**Problem**
Lift out, unaltered, the lines of the material below between the line holding "Pattern annotation adapter" and the line holding "use crate::discovery::PatternCandidate;", counting both.

**Provided information**
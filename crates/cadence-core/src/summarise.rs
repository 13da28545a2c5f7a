//! Pattern annotation adapter
//!
//! Human-readable summaries are an optional post-hoc annotation supplied by
//! an external summariser (an LLM in the original deployment). The adapter
//! is advisory only: a missing or unhappy summariser never vetoes or
//! deletes a pattern, and nothing on the discovery or matching critical
//! path depends on it.

use crate::discovery::PatternCandidate;
use crate::models::{AmountBehaviour, PatternCase};

/// Produces an optional one-line annotation for a discovered pattern
pub trait PatternSummariser: Send + Sync {
    fn summarise(&self, payee_name: &str, candidate: &PatternCandidate) -> Option<String>;
}

/// Annotates nothing
pub struct NoopSummariser;

impl PatternSummariser for NoopSummariser {
    fn summarise(&self, _payee_name: &str, _candidate: &PatternCandidate) -> Option<String> {
        None
    }
}

/// Deterministic template summariser used when no external service is wired
pub struct TemplateSummariser;

impl PatternSummariser for TemplateSummariser {
    fn summarise(&self, payee_name: &str, candidate: &PatternCandidate) -> Option<String> {
        let cadence = match candidate.pattern_case {
            PatternCase::FixedMonthly | PatternCase::VariableMonthly | PatternCase::FlexibleMonthly => {
                "monthly".to_string()
            }
            PatternCase::BiMonthly => "every two months".to_string(),
            PatternCase::Quarterly => "quarterly".to_string(),
            PatternCase::CustomInterval => format!("every {} days", candidate.interval_days),
        };

        let amount = match candidate.amount_behaviour {
            AmountBehaviour::Fixed => format!("{}", candidate.representative_amount),
            AmountBehaviour::Variable | AmountBehaviour::HighlyVariable => format!(
                "{}-{}",
                candidate.amount_min, candidate.amount_max
            ),
        };

        Some(format!("{} payment of {} to {}", cadence, amount, payee_name))
    }
}

#[cfg(test)]
mod tests {
    use super::*;
    use crate::models::{Direction, Transaction};
    use chrono::{NaiveDate, TimeZone, Utc};
    use rust_decimal_macros::dec;

    fn candidate() -> PatternCandidate {
        PatternCandidate {
            pattern_case: PatternCase::FixedMonthly,
            amount_behaviour: AmountBehaviour::Fixed,
            interval_days: 30,
            representative_amount: dec!(16500),
            amount_min: dec!(16500),
            amount_max: dec!(16500),
            day_of_month_hint: Some(30),
            confidence: 0.9,
            transactions: vec![Transaction {
                id: 1,
                user_id: 1,
                payee_id: 1,
                direction: Direction::Credit,
                currency_id: 1,
                occurred_at: Utc.with_ymd_and_hms(2025, 12, 30, 9, 0, 0).unwrap(),
                amount: dec!(16500),
                source_message_id: "m1".to_string(),
                created_at: Utc::now(),
            }],
            recent_inlier_amounts: vec![dec!(16500)],
            last_transaction_date: NaiveDate::from_ymd_opt(2025, 12, 30).unwrap(),
        }
    }

    #[test]
    fn test_template_summary() {
        let summary = TemplateSummariser.summarise("Sabitha", &candidate()).unwrap();
        assert_eq!(summary, "monthly payment of 16500 to Sabitha");
    }

    #[test]
    fn test_noop_stays_silent() {
        assert!(NoopSummariser.summarise("Sabitha", &candidate()).is_none());
    }
}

**Written response**
//! Pattern annotation adapter
//!
//! Human-readable summaries are an optional post-hoc annotation supplied by
//! an external summariser (an LLM in the original deployment). The adapter
//! is advisory only: a missing or unhappy summariser never vetoes or
//! deletes a pattern, and nothing on the discovery or matching critical
//! path depends on it.

use crate::discovery::PatternCandidate;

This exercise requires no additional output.